My research engages theories of sex and gender, the critical study of science and medicine, political economies of medicine and medical innovation, trans- studies, anthropological theories of practice, and the studies of technology and technique.

I am the Director of the Medical Anthropology Concentration and Certificate Programs, and Co-chair of the UA Transgender Studies Research Cluster. I am a faculty affiliate of the Institute for LGBT Studies, the Department of Gender & Women's Studies, and the Graduate Interdisciplinary Degree Program in Social, Cultural, and Critical Theory. 

 

Selected Publications

2019     Not Here: Catholic Hospital Systems and the Restriction Against Transgender Healthcare. CrossCurrents 68(3): 534-550                          [DOI:10.1111/cros.12341]

2019     A  Capable Surgeon and a Willing Electrologist: Challenges to the Expansion of Transgender Surgical Care in the United States. Medical  Anthropology Quarterly. [DOI: 10.1111/maq.12484]

2019    Gender, Ethnicity, and Transgender Embodiment: Interrogating Classification in Facial Feminization Surgery. Body & Society 25(1): 3-28.[DOI: 10.1177/1357034X18812942]

2018    With Chris Straayer. Introduction: Reframing the Surgical. TSQ: Transgender Studies Quarterly 5(2): 164-173.

2017   The Look of a Woman: Facial feminization surgery and the aims of trans- medicine. Durham, NC: Duke University Press. **Winner of the   2017 Ruth Benedict Book Prize**

2017    Formations of Femininity: science and aesthetics in facial feminization surgery. Medical Anthropology. 36(7): 629-641.                               [DOI: 10.1080/01459740.2017.1298593]

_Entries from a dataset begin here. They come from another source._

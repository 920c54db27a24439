//! Fixtures shared by the unit tests.

use std::collections::{HashMap, VecDeque};
use std::sync::Mutex;

use chrono::{TimeZone, Utc};

use crate::api_client::{AdminCredentials, RemoteError, RemoteExecutor};
use crate::dispatch::{Job, Spawner};
use crate::models::{
    FeedbackPage, Item, ItemId, PageResult, Pagination, QueryKey, VoteDirection, VoteTally,
    PAGE_SIZE,
};

pub fn item(id: ItemId, upvotes: u32, downvotes: u32) -> Item {
    Item {
        id,
        username: format!("user{id}"),
        translation: format!("translation {id}"),
        transliteration: None,
        explanation: None,
        region: "KR".to_string(),
        language: "korean".to_string(),
        rank: None,
        top_champions: Vec::new(),
        verified: false,
        upvotes,
        downvotes,
        created_at: Utc.with_ymd_and_hms(2025, 1, 2, 3, 4, 5).unwrap(),
        first_seen: None,
    }
}

pub fn page_of(items: Vec<Item>, total: u64) -> PageResult {
    PageResult::new(
        items,
        Pagination {
            page: 1,
            limit: PAGE_SIZE,
            total,
        },
    )
}

#[derive(Debug, Clone, PartialEq, Eq)]
pub enum Call {
    List(QueryKey),
    Vote(ItemId, VoteDirection),
    Feedback(ItemId, String),
    Admin(String, u32),
}

#[derive(Default)]
struct ScriptedPages {
    queue: VecDeque<Result<PageResult, RemoteError>>,
    last: Option<Result<PageResult, RemoteError>>,
}

/// Executor answering from scripted responses and recording every call.
pub struct FakeExecutor {
    pages: Mutex<HashMap<QueryKey, ScriptedPages>>,
    votes: Mutex<VecDeque<Result<VoteTally, RemoteError>>>,
    feedback: Mutex<VecDeque<Result<(), RemoteError>>>,
    admin_password: String,
    admin_pages: Mutex<HashMap<u32, FeedbackPage>>,
    calls: Mutex<Vec<Call>>,
}

impl FakeExecutor {
    pub fn new() -> Self {
        Self {
            pages: Mutex::new(HashMap::new()),
            votes: Mutex::new(VecDeque::new()),
            feedback: Mutex::new(VecDeque::new()),
            admin_password: "hunter2".to_string(),
            admin_pages: Mutex::new(HashMap::new()),
            calls: Mutex::new(Vec::new()),
        }
    }

    /// Queue a response for a list call on `key`. Once the queue is empty the
    /// last response handed out is repeated.
    pub fn push_page(&self, key: &QueryKey, result: Result<PageResult, RemoteError>) {
        self.pages
            .lock()
            .unwrap()
            .entry(key.clone())
            .or_default()
            .queue
            .push_back(result);
    }

    pub fn push_vote(&self, result: Result<VoteTally, RemoteError>) {
        self.votes.lock().unwrap().push_back(result);
    }

    pub fn push_feedback(&self, result: Result<(), RemoteError>) {
        self.feedback.lock().unwrap().push_back(result);
    }

    pub fn set_admin_page(&self, page: u32, result: FeedbackPage) {
        self.admin_pages.lock().unwrap().insert(page, result);
    }

    pub fn calls(&self) -> Vec<Call> {
        self.calls.lock().unwrap().clone()
    }
}

impl RemoteExecutor for FakeExecutor {
    fn list(&self, key: &QueryKey, _limit: u32) -> Result<PageResult, RemoteError> {
        self.calls.lock().unwrap().push(Call::List(key.clone()));
        let mut pages = self.pages.lock().unwrap();
        let Some(scripted) = pages.get_mut(key) else {
            return Err(RemoteError::Status(404));
        };
        if let Some(next) = scripted.queue.pop_front() {
            scripted.last = Some(next);
        }
        scripted.last.clone().unwrap_or(Err(RemoteError::Status(404)))
    }

    fn vote(&self, id: ItemId, direction: VoteDirection) -> Result<VoteTally, RemoteError> {
        self.calls.lock().unwrap().push(Call::Vote(id, direction));
        self.votes
            .lock()
            .unwrap()
            .pop_front()
            .unwrap_or_else(|| Err(RemoteError::Transport("no scripted vote".to_string())))
    }

    fn submit_feedback(&self, id: ItemId, text: &str) -> Result<(), RemoteError> {
        self.calls
            .lock()
            .unwrap()
            .push(Call::Feedback(id, text.to_string()));
        self.feedback.lock().unwrap().pop_front().unwrap_or(Ok(()))
    }

    fn admin_feedback(
        &self,
        credentials: &AdminCredentials,
        page: u32,
        _limit: u32,
    ) -> Result<FeedbackPage, RemoteError> {
        self.calls
            .lock()
            .unwrap()
            .push(Call::Admin(credentials.password.clone(), page));
        if credentials.password != self.admin_password {
            return Err(RemoteError::Unauthorized);
        }
        self.admin_pages
            .lock()
            .unwrap()
            .get(&page)
            .cloned()
            .ok_or(RemoteError::Status(404))
    }
}

/// Holds jobs until the test runs them, so tests pick resolution order.
#[derive(Default)]
pub struct ManualSpawner {
    jobs: Mutex<VecDeque<Job>>,
}

impl ManualSpawner {
    pub fn new() -> Self {
        Self::default()
    }

    pub fn pending(&self) -> usize {
        self.jobs.lock().unwrap().len()
    }

    /// Run the job at `index` in spawn order.
    pub fn run_at(&self, index: usize) {
        let job = self.jobs.lock().unwrap().remove(index).expect("no such job");
        job();
    }

    pub fn run_next(&self) {
        self.run_at(0);
    }

    pub fn run_all(&self) {
        while self.pending() > 0 {
            self.run_next();
        }
    }
}

impl Spawner for ManualSpawner {
    fn spawn(&self, job: Job) {
        self.jobs.lock().unwrap().push_back(job);
    }
}
use thiserror::Error;

pub const MAX_FEEDBACK_CHARS: usize = 500;

#[derive(Error, Debug, Clone, PartialEq, Eq)]
pub enum FeedbackError {
    #[error("feedback text is empty")]
    Empty,

    #[error("feedback text is {len} characters, the limit is {MAX_FEEDBACK_CHARS}")]
    TooLong { len: usize },
}

/// Trim `text` and check it against the length bounds the service enforces.
pub fn validate_feedback(text: &str) -> Result<String, FeedbackError> {
    let trimmed = text.trim();
    if trimmed.is_empty() {
        return Err(FeedbackError::Empty);
    }
    let len = trimmed.chars().count();
    if len > MAX_FEEDBACK_CHARS {
        return Err(FeedbackError::TooLong { len });
    }
    Ok(trimmed.to_string())
}

/// Where a feedback submission for one item stands.
#[derive(Debug, Clone, PartialEq, Eq)]
pub enum FeedbackStatus {
    Sending,
    Sent,
    /// The draft stays with the caller so the user can correct and resend.
    Failed(String),
}

/// Text being written in the feedback form for one item.
#[derive(Debug, Default)]
pub struct FeedbackDraft {
    pub text: String,
    last_status: Option<FeedbackStatus>,
}

impl FeedbackDraft {
    pub fn reset(&mut self) {
        self.text.clear();
        self.last_status = None;
    }

    /// Track the submission status once per frame. The text is cleared only
    /// when a submission turns into `Sent`, so anything typed afterwards stays.
    pub fn observe(&mut self, status: Option<&FeedbackStatus>) {
        if status == Some(&FeedbackStatus::Sent) && self.last_status.as_ref() != status {
            self.text.clear();
        }
        self.last_status = status.cloned();
    }
}
//! Credential-gated, read-only view of submitted feedback.

use std::sync::mpsc::{self, Receiver, Sender};
use std::sync::Arc;

use tracing::{debug, warn};

use crate::api_client::{AdminCredentials, RemoteError, RemoteExecutor};
use crate::dispatch::Spawner;
use crate::models::{FeedbackPage, PAGE_SIZE};

#[derive(Debug, Clone, PartialEq, Eq)]
pub enum AdminState {
    LoggedOut,
    Loading { page: u32 },
    Loaded(FeedbackPage),
    Unauthorized,
    Failed { page: u32, message: String },
}

struct AdminCompletion {
    seq: u64,
    page: u32,
    result: Result<FeedbackPage, RemoteError>,
}

pub struct AdminFeed {
    executor: Arc<dyn RemoteExecutor>,
    spawner: Arc<dyn Spawner>,
    tx: Sender<AdminCompletion>,
    rx: Receiver<AdminCompletion>,
    credentials: Option<AdminCredentials>,
    request_seq: u64,
    state: AdminState,
}

impl AdminFeed {
    pub fn new(executor: Arc<dyn RemoteExecutor>, spawner: Arc<dyn Spawner>) -> Self {
        let (tx, rx) = mpsc::channel();
        Self {
            executor,
            spawner,
            tx,
            rx,
            credentials: None,
            request_seq: 0,
            state: AdminState::LoggedOut,
        }
    }

    pub fn state(&self) -> &AdminState {
        &self.state
    }

    pub fn is_logged_in(&self) -> bool {
        self.credentials.is_some()
    }

    pub fn login(&mut self, password: &str) {
        self.credentials = Some(AdminCredentials {
            password: password.to_string(),
        });
        self.fetch(1);
    }

    /// Forget the credentials. A response still in flight is dropped.
    pub fn logout(&mut self) {
        self.credentials = None;
        self.request_seq += 1;
        self.state = AdminState::LoggedOut;
    }

    pub fn goto_page(&mut self, page: u32) {
        if self.credentials.is_some() {
            self.fetch(page.max(1));
        }
    }

    /// Apply the latest response. Returns `true` if the state changed.
    pub fn pump(&mut self) -> bool {
        let mut changed = false;
        while let Ok(completion) = self.rx.try_recv() {
            if completion.seq != self.request_seq {
                debug!("Dropping stale admin response {}", completion.seq);
                continue;
            }
            changed = true;
            self.state = match completion.result {
                Ok(page) => AdminState::Loaded(page),
                Err(RemoteError::Unauthorized) => {
                    warn!("Admin login rejected");
                    self.credentials = None;
                    AdminState::Unauthorized
                }
                Err(e) => {
                    warn!("Failed to fetch admin feedback: {}", e);
                    AdminState::Failed {
                        page: completion.page,
                        message: e.to_string(),
                    }
                }
            };
        }
        changed
    }

    fn fetch(&mut self, page: u32) {
        let Some(credentials) = self.credentials.clone() else {
            return;
        };
        self.request_seq += 1;
        self.state = AdminState::Loading { page };

        let seq = self.request_seq;
        let executor = Arc::clone(&self.executor);
        let tx = self.tx.clone();
        self.spawner.spawn(Box::new(move || {
            let result = executor.admin_feedback(&credentials, page, PAGE_SIZE);
            let _ = tx.send(AdminCompletion { seq, page, result });
        }));
    }
}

2017 Jens U. Berli, Luis Capitán, Daniel Simon, Rachel Bluebond-Langner, Eric Plemons, Shane D. Morrison. Facial Gender Confirmation Surgery: Review of the Literature and Recommendations for Version 8 of the WPATH Standards of Care. International Journal of Transgenderism 18(3): 264-270. [DOI: 10.1080/15532739.2017.1302862]

2015   Anatomical Authorities: On the epistemological exclusion of trans- surgical patients. Medical Anthropology. 34(5): 425-441                        [DOI:10.1080/01459740.2015.1036264]

2014  Description of Sex Difference as Prescription for Sex Change: On the Origin of Facial Feminization Surgery. Social Studies of Science       44(5): 657-679. [DOI: 10.1177/0306312714531349]

2014   It Is As It Does: Genital Form and Function in Sex Reassignment Surgery. Journal of Medical Humanities 35(1): 37-55. [DOI:10.1007/s10912-013-9267-z]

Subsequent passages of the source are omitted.